**** Data to use ****

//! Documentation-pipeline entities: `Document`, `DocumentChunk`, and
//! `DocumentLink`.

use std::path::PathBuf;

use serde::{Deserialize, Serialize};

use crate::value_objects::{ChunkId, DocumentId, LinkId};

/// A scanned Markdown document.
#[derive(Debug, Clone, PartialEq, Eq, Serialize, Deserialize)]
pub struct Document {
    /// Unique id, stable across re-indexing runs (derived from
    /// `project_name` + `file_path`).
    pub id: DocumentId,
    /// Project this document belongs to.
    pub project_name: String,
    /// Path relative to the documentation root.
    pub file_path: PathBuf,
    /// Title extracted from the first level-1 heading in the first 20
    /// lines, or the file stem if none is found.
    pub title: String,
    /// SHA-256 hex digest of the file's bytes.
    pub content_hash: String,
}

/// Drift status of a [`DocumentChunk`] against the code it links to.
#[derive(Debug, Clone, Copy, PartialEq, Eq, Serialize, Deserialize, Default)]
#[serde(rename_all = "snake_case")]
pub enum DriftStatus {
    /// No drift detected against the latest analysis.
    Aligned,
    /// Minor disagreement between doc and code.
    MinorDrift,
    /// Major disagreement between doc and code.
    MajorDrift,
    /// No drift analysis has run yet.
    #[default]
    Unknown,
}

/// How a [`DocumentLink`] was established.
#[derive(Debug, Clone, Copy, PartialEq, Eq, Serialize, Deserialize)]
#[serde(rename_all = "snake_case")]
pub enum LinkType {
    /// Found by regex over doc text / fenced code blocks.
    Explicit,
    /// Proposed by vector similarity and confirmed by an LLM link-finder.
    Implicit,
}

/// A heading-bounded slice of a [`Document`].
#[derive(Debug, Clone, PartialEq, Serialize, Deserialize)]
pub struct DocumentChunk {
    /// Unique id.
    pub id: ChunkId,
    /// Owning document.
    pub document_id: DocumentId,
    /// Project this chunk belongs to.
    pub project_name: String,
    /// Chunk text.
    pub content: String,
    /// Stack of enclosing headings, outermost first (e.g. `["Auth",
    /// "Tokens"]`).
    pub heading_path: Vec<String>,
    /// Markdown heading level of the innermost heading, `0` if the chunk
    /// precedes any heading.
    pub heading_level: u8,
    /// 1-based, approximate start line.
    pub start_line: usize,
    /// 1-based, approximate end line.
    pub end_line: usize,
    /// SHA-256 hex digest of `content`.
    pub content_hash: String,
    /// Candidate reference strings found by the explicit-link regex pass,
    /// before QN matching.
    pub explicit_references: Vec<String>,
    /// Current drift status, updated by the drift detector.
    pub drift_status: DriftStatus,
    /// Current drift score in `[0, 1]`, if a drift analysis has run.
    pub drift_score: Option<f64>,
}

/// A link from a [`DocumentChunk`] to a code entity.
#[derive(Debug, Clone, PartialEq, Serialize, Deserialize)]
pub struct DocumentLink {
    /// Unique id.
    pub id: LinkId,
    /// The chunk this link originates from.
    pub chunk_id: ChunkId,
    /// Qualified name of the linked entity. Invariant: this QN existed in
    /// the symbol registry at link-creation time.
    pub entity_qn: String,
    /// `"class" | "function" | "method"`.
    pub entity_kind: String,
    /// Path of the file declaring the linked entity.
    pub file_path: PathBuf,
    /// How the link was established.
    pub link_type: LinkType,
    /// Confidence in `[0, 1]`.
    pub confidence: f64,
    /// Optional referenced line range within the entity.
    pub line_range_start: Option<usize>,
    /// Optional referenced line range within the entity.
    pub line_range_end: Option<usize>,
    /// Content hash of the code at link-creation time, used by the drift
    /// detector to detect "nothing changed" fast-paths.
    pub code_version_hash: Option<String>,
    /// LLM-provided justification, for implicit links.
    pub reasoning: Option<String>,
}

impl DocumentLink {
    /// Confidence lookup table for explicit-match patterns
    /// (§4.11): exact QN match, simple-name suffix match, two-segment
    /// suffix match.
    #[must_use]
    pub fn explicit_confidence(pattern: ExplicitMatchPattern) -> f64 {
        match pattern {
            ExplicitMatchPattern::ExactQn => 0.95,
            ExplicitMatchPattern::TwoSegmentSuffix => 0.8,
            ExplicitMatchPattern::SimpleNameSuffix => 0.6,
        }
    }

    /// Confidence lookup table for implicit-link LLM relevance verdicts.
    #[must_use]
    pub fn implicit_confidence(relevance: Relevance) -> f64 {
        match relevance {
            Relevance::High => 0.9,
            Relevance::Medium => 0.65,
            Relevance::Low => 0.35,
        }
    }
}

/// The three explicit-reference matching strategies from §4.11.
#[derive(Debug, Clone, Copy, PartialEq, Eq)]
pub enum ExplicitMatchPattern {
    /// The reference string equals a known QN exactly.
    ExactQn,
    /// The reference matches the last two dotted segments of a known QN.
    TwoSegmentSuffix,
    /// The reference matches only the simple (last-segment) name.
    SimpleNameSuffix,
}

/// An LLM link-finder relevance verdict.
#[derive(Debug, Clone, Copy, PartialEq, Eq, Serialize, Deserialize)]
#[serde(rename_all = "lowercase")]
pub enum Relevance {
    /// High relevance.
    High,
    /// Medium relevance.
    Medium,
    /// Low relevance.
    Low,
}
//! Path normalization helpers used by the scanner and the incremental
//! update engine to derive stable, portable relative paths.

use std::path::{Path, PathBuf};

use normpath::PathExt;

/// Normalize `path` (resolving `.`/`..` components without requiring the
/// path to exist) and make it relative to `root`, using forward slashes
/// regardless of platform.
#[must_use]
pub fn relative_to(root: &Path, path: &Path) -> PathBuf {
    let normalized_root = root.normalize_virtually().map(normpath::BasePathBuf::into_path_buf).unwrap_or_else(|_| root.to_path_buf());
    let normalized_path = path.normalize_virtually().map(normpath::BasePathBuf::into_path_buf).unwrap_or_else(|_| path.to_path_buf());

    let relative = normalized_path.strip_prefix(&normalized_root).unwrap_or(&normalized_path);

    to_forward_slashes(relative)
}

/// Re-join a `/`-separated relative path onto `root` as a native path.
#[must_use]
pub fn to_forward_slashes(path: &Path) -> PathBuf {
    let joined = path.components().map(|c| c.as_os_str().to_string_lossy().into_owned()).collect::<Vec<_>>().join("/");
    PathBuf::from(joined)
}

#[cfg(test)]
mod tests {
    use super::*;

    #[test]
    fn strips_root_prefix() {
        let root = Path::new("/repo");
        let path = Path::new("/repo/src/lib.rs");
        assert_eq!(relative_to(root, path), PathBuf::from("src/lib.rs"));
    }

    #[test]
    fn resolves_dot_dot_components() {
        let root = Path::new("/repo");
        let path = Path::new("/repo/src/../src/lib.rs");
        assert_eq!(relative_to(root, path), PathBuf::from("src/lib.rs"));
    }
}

****
**** Data to use ****

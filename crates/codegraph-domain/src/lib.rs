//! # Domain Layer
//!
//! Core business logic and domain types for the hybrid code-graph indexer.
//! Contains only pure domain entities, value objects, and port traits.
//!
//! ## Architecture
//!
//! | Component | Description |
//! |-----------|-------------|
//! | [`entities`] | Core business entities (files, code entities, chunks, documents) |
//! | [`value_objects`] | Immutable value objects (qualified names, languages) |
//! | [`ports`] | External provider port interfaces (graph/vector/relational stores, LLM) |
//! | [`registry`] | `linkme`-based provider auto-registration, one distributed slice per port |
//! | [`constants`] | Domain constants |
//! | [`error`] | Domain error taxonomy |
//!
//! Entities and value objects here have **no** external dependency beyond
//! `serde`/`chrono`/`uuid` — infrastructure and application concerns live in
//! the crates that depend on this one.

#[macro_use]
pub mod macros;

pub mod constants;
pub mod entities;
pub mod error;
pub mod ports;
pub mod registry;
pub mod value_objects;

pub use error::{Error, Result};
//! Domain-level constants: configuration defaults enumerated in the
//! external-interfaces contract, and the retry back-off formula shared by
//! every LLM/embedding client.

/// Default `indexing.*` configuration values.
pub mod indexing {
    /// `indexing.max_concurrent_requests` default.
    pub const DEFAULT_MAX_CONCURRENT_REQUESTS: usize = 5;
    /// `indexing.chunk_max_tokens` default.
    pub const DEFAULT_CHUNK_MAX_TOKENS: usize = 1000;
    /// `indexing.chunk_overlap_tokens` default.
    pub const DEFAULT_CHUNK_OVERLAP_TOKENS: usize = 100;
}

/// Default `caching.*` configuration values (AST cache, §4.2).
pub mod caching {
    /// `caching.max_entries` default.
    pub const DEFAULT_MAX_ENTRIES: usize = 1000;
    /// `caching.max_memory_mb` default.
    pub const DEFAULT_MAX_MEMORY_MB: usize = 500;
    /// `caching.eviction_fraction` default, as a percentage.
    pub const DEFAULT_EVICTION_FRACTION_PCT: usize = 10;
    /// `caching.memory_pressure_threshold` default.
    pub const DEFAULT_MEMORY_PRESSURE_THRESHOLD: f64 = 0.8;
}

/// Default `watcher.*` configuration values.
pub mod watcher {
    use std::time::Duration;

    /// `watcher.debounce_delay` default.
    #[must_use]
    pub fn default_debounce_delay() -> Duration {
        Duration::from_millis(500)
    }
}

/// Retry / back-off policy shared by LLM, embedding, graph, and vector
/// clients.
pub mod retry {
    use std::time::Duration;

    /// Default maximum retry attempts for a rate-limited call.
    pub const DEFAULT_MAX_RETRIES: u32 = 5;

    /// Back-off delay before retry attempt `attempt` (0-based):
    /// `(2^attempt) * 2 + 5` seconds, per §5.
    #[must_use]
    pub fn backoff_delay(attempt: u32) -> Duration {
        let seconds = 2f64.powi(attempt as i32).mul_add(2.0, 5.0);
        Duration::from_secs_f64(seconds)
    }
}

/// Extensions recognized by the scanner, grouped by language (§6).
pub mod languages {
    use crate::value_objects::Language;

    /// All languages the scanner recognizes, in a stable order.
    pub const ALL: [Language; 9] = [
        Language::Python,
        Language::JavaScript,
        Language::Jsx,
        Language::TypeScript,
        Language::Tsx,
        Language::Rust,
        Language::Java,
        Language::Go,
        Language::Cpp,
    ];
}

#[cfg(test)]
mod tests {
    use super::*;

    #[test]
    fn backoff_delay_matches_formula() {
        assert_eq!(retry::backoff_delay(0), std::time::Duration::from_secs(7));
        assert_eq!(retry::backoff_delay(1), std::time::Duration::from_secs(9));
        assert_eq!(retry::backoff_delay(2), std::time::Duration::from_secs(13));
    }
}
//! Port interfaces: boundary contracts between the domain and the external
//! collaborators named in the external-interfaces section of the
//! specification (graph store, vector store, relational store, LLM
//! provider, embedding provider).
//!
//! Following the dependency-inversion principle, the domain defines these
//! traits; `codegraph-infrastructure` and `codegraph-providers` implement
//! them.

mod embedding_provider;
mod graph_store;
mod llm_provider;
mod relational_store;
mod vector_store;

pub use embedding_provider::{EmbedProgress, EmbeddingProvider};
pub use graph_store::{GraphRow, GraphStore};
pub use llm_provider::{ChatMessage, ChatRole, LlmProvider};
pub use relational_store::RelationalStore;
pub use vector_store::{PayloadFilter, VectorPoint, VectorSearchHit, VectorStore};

****

Among the records above, extract exactly the lines from the line with "formula shared by" to the line with "(AST cache, §4.2).", both lines included, and leave out the rest.

//! external-interfaces contract, and the retry back-off formula shared by
//! every LLM/embedding client.

/// Default `indexing.*` configuration values.
pub mod indexing {
    /// `indexing.max_concurrent_requests` default.
    pub const DEFAULT_MAX_CONCURRENT_REQUESTS: usize = 5;
    /// `indexing.chunk_max_tokens` default.
    pub const DEFAULT_CHUNK_MAX_TOKENS: usize = 1000;
    /// `indexing.chunk_overlap_tokens` default.
    pub const DEFAULT_CHUNK_OVERLAP_TOKENS: usize = 100;
}

/// Default `caching.*` configuration values (AST cache, §4.2).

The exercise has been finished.